# Boot up oddity with ACPI - Part SOLVED

## MrSums

Recently I've had to soft-reboot my desktop every time I start it in the morning in order for it to recognise the keyboard & mouse - it seems to boot fine into gdm, but neither kb nor mouse are recognised. Hit the soft reboot button and next time everything is fine.

Investigating the /var/log/everything/current log file, I find that on initial boot, I get the following:

 *Quote:*   

> Jul 15 08:17:31 [kernel] via-rhine.c:v1.10-LK1.4.3 2007-03-06 Written by Donald Becker
> 
> Jul 15 08:17:31 [kernel] eth0: VIA Rhine II at 0x1b000, 00:0c:6e:d2:91:ce, IRQ 11.
> 
> Jul 15 08:17:31 [kernel] eth0: MII PHY found at address 1, status 0x786d advertising 01e1 Link 45e1.
> ...

 

but on reboot, these lines are:

 *Quote:*   

> Jul 15 08:18:30 [kernel] via-rhine.c:v1.10-LK1.4.3 2007-03-06 Written by Donald Becker
> 
> Jul 15 08:18:30 [kernel] ACPI: PCI Interrupt Link [LNKG] enabled at IRQ 11
> 
> Jul 15 08:18:30 [kernel] ACPI: PCI Interrupt 0000:00:12.0[A] -> Link [LNKG] -> GSI 11 (level, low) -> IRQ 11
> ...

 

I thought it might be something to do with parallel startup of the rc scripts, so I turned that off, but made no difference. 

Any clues please?

Thanks

----------

## VinzC

The log indicates things that happen while the kernel is initializing.

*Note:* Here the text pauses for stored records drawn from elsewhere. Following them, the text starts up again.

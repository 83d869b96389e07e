//! Explanation generator.
//!
//! Turns the structured evidence carried by each signal into a
//! human-readable description, and produces a one-line summary for the
//! alert record as a whole. Rendering is lossless with respect to the
//! evidence: the structured payload stays on the record for the audit sink.

use serde_json::Value;

use crate::{AlertRecord, AnomalySignal};

/// Fill in descriptions for every signal plus the record summary.
pub fn annotate(record: &mut AlertRecord) {
    for signal in &mut record.signals {
        signal.description = describe_signal(signal);
    }
    record.summary = summarize(record);
}

pub fn describe_signal(signal: &AnomalySignal) -> String {
    let ev = &signal.evidence;
    match signal.reason.as_str() {
        "amount_outlier" => {
            let amount = num(ev, "amount");
            let mean = num(ev, "mean");
            match ev.get("z_score").and_then(Value::as_f64) {
                Some(z) => format!(
                    "Amount {:.2} deviates from the typical {:.2} (z = {:.1})",
                    amount, mean, z
                ),
                None => format!(
                    "Amount {:.2} is far outside the usual range around {:.2}",
                    amount, mean
                ),
            }
        }
        "high_velocity" => format!(
            "{} transactions in the last {:.0}h where about {:.1} were expected",
            num(ev, "observed") as u64,
            num(ev, "window_hours"),
            num(ev, "daily_mean") * num(ev, "window_hours") / 24.0,
        ),
        "daily_burst" => format!(
            "{} transactions on {} against a daily average of {:.1}",
            num(ev, "count") as u64,
            text(ev, "date"),
            num(ev, "daily_mean"),
        ),
        "geo_displacement" => format!(
            "Transaction in {} is {:.0} km from the nearest common location ({})",
            text(ev, "location"),
            num(ev, "distance_km"),
            text(ev, "nearest_common"),
        ),
        "unknown_location" => format!(
            "Transaction location \"{}\" could not be resolved",
            text(ev, "location")
        ),
        "unusual_hour" => format!(
            "Transaction at {:02}:00, outside the account's normal hours",
            num(ev, "hour") as u64
        ),
        "weekend_concentration" => format!(
            "{:.0}% of the evaluated window falls on a weekend",
            num(ev, "weekend_fraction") * 100.0
        ),
        "rapid_transactions" => format!(
            "Follows the previous transaction after only {} seconds",
            num(ev, "gap_seconds") as u64
        ),
        "duplicate_amount" => format!(
            "Repeats the exact amount {:.2} within {} minutes",
            num(ev, "amount"),
            num(ev, "gap_seconds") as u64 / 60,
        ),
        "round_number_bias" => format!(
            "{} of {} amounts in the window are exact multiples of 100",
            num(ev, "round_count") as u64,
            num(ev, "sample_size") as u64,
        ),
        "multivariate_outlier" => format!(
            "Cross-feature profile is isolated from the rest of the window (score {:.2})",
            num(ev, "isolation_score")
        ),
        other => format!("{} signal ({})", signal.kind, other),
    }
}

pub fn summarize(record: &AlertRecord) -> String {
    if record.signals.is_empty() {
        return format!("No anomalies for account {}", record.account_id);
    }
    let strongest = record
        .signals
        .iter()
        .max_by(|a, b| {
            a.severity
                .partial_cmp(&b.severity)
                .unwrap_or(std::cmp::Ordering::Equal)
        })
        .map(|s| s.reason.as_str())
        .unwrap_or("unknown");

    format!(
        "{} alert for account {}: {} signal(s), aggregate severity {:.2}, led by {}{}",
        record.level,
        record.account_id,
        record.signals.len(),
        record.aggregate_severity,
        strongest,
        if record.suppressed { " (suppressed)" } else { "" },
    )
}

fn num(ev: &Value, key: &str) -> f64 {
    ev.get(key).and_then(Value::as_f64).unwrap_or(0.0)
}

fn text<'a>(ev: &'a Value, key: &str) -> &'a str {
    ev.get(key).and_then(Value::as_str).unwrap_or("?")
}

#[cfg(test)]
mod tests {
    use super::*;
    use crate::aggregator::AlertLevel;
    use crate::SignalKind;
    use chrono::Utc;
    use serde_json::json;
    use uuid::Uuid;

    fn record_with(signals: Vec<AnomalySignal>) -> AlertRecord {
        AlertRecord {
            account_id: Uuid::new_v4(),
            timestamp: Utc::now(),
            aggregate_severity: 0.75,
            level: AlertLevel::High,
            signals,
            dominant_kind: Some(SignalKind::Amount),
            suppressed: false,
            dedup_key: "k".to_string(),
            summary: String::new(),
        }
    }

    #[test]
    fn test_amount_description_includes_figures() {
        let signal = AnomalySignal::new(
            SignalKind::Amount,
            0.9,
            "amount_outlier",
            json!({ "amount": 5_000_000.0, "mean": 125_000.0, "z_score": 280.5 }),
            None,
        );
        let text = describe_signal(&signal);
        assert!(text.contains("5000000.00"));
        assert!(text.contains("z = 280.5"));
    }

    #[test]
    fn test_unknown_location_description() {
        let signal = AnomalySignal::new(
            SignalKind::Geo,
            0.5,
            "unknown_location",
            json!({ "location": "Atlantis" }),
            None,
        );
        assert!(describe_signal(&signal).contains("Atlantis"));
    }

    #[test]
    fn test_annotate_fills_all_descriptions() {
        let mut record = record_with(vec![
            AnomalySignal::new(
                SignalKind::Temporal,
                0.9,
                "unusual_hour",
                json!({ "hour": 3 }),
                None,
            ),
            AnomalySignal::new(
                SignalKind::Pattern,
                0.7,
                "rapid_transactions",
                json!({ "gap_seconds": 40 }),
                None,
            ),
        ]);
        annotate(&mut record);
        assert!(record.signals.iter().all(|s| !s.description.is_empty()));
        assert!(record.summary.contains("high alert"));
        assert!(record.summary.contains("unusual_hour"));
    }

    #[test]
    fn test_suppressed_marked_in_summary() {
        let mut record = record_with(vec![AnomalySignal::new(
            SignalKind::Velocity,
            0.8,
            "high_velocity",
            json!({ "observed": 6, "window_hours": 6.0, "daily_mean": 3.0 }),
            None,
        )]);
        record.suppressed = true;
        annotate(&mut record);
        assert!(record.summary.ends_with("(suppressed)"));
    }
}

So it has nothing to do with parallel startup as it takes place long before the init scripts are run. GSI stands for Global System Interrupts and I think it's just ACPI that's indicating an interrupt was assigned somewhere, nothing to die for  :Wink:  .

As to why it happened on the next reboot only... Doesn't really matter I think. That's probably because the kernel initializes the hardware in threads and not sequentially (like it did before, IIRC). So you might see things scrambled in the kernel log. For instance you might see ACPI lines appear in the middle of [what you think is] IDE or Ethernet device initialization...

I've got no better explanation.

EDIT: Here's a link to an article that deals with interrupt routing.

----------

## MrSums

Found out WHAT I had done, but not necessarily WHY it is happening. I read an article on speeding up the boot process which suggested putting xdm into the boot run-level, rather than default. 

Clearly I didn't properly follow this, but removing it from boot and putting back into default sorted the problem.

----------

## VinzC

I just don't understand why it should be a problem -- but I'm no hardware specialist, you know. Was the IRQ that of your video card? If yes, what was the problem exactly?

----------

## MrSums

lspci gives:

 *Quote:*   

> 00:00.0 Host bridge: VIA Technologies, Inc. VT8377 [KT400/KT600 AGP] Host Bridge
> 
> 00:01.0 PCI bridge: VIA Technologies, Inc. VT8235 PCI Bridge
> 
> 00:0b.0 SCSI storage controller: Adaptec AIC-7850 (rev 01)
> ...

 

and  cat /var/log/everything/current | grep IRQ gives:

 *Quote:*   

> 
> 
> Jul 20 09:38:27 [kernel] ACPI: PCI Interrupt Link [LNKA] (IRQs 3 4 5 6 7 9 10 *11 12)
> 
> Jul 20 09:38:27 [kernel] ACPI: PCI Interrupt Link [LNKB] (IRQs 3 4 5 6 7 9 *10 11 12)
> ...

 

This suggests to me that the ethernet card (00:12.0) is originally given IRQ11, but then this is also then assigned to the video card on 01:00.0.

The problem was that on first boot, neither the keyboard nor mouse were recognised so although I had a login screen, I couldn't input anything. However, if I then soft-rebooted the keyboard and mouse both worked fine.

I am guessing that by putting the xdm init script into the boot runlevel, it was initialising prior to keyboard/mouse, but for the lift of me I don't understand why it would then work on a soft reboot. Whether this is an ACPI problem? I am not convinced that the above detail helps a great deal.

----------

## VinzC

I see. I would rather believe your DSDT needs fixing. This is an ACPI problem, IMHO.

----------